Records to process:

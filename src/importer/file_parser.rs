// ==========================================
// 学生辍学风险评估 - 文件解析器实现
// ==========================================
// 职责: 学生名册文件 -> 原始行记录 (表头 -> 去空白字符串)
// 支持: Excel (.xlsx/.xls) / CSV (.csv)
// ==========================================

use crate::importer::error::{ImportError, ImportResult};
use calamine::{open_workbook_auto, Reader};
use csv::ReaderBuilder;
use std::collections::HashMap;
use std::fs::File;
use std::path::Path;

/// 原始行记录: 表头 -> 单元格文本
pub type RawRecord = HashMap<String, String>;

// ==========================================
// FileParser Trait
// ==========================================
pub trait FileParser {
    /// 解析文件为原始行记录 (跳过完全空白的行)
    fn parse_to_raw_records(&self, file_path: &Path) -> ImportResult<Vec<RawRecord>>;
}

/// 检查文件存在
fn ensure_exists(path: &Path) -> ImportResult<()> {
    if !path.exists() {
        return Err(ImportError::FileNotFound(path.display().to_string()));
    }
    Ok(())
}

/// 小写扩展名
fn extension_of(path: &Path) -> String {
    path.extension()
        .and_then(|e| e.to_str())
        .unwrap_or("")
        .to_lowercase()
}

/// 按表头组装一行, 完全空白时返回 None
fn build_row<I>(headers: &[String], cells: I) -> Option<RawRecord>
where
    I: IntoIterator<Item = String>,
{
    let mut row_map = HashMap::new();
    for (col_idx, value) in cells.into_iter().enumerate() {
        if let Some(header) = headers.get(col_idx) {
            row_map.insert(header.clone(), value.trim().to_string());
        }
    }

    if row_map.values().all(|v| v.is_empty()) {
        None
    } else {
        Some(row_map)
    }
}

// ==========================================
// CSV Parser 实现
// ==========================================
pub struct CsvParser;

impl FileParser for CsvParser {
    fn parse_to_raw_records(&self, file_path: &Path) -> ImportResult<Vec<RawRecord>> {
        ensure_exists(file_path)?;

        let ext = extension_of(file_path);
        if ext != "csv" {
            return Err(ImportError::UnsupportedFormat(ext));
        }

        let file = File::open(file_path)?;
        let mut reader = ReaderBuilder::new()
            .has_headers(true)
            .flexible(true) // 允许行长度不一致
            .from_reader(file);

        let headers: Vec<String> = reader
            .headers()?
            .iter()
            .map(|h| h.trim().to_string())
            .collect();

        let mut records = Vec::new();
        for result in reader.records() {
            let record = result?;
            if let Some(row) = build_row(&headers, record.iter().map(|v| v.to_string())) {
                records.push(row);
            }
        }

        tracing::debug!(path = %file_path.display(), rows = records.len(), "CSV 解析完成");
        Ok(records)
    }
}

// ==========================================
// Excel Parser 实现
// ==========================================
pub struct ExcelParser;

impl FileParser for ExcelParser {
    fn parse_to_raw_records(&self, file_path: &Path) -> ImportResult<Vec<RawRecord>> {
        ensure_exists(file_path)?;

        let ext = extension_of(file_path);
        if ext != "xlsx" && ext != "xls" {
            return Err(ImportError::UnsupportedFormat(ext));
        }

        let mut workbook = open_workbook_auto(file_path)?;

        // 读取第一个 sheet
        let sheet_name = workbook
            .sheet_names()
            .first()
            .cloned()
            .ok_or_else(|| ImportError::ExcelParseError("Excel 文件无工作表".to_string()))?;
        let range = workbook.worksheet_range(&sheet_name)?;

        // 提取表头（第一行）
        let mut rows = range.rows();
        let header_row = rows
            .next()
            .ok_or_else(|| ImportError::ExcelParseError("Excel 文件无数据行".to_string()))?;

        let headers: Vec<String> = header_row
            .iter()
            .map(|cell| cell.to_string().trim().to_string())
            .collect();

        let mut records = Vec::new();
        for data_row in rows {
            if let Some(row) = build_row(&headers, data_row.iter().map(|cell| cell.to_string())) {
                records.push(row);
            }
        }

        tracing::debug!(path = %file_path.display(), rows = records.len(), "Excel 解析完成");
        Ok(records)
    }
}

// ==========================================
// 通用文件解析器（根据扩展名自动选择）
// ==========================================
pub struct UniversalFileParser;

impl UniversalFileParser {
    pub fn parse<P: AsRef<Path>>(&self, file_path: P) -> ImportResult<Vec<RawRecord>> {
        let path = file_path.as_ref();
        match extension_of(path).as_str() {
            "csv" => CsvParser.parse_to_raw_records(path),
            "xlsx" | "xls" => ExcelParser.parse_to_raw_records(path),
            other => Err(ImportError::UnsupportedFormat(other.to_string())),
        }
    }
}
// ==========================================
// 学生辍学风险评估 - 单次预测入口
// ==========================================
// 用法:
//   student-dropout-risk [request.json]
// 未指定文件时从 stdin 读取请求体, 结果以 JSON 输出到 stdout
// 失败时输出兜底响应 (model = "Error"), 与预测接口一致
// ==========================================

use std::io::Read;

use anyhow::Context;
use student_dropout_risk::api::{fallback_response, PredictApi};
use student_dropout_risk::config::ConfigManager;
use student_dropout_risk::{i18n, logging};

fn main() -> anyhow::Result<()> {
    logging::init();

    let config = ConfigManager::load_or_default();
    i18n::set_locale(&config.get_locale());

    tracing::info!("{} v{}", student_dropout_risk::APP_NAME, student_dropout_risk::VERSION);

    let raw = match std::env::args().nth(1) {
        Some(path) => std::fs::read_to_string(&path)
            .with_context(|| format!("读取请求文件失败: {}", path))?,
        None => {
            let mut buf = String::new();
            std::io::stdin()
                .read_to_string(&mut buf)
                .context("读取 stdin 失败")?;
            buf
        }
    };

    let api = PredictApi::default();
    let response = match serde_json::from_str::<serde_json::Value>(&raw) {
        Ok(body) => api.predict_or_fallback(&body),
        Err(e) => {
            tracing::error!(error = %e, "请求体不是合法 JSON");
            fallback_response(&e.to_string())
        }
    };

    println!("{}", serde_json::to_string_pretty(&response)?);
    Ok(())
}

Task prompt: Each line from the start of the listing above through the line containing "let mut row_map = HashMap::new();" should be copied exactly, please, with no other lines added.

Exercise output:
filename src/importer/file_parser.rs
// ==========================================
// 学生辍学风险评估 - 文件解析器实现
// ==========================================
// 职责: 学生名册文件 -> 原始行记录 (表头 -> 去空白字符串)
// 支持: Excel (.xlsx/.xls) / CSV (.csv)
// ==========================================

use crate::importer::error::{ImportError, ImportResult};
use calamine::{open_workbook_auto, Reader};
use csv::ReaderBuilder;
use std::collections::HashMap;
use std::fs::File;
use std::path::Path;

/// 原始行记录: 表头 -> 单元格文本
pub type RawRecord = HashMap<String, String>;

// ==========================================
// FileParser Trait
// ==========================================
pub trait FileParser {
    /// 解析文件为原始行记录 (跳过完全空白的行)
    fn parse_to_raw_records(&self, file_path: &Path) -> ImportResult<Vec<RawRecord>>;
}

/// 检查文件存在
fn ensure_exists(path: &Path) -> ImportResult<()> {
    if !path.exists() {
        return Err(ImportError::FileNotFound(path.display().to_string()));
    }
    Ok(())
}

/// 小写扩展名
fn extension_of(path: &Path) -> String {
    path.extension()
        .and_then(|e| e.to_str())
        .unwrap_or("")
        .to_lowercase()
}

/// 按表头组装一行, 完全空白时返回 None
fn build_row<I>(headers: &[String], cells: I) -> Option<RawRecord>
where
    I: IntoIterator<Item = String>,
{
    let mut row_map = HashMap::new();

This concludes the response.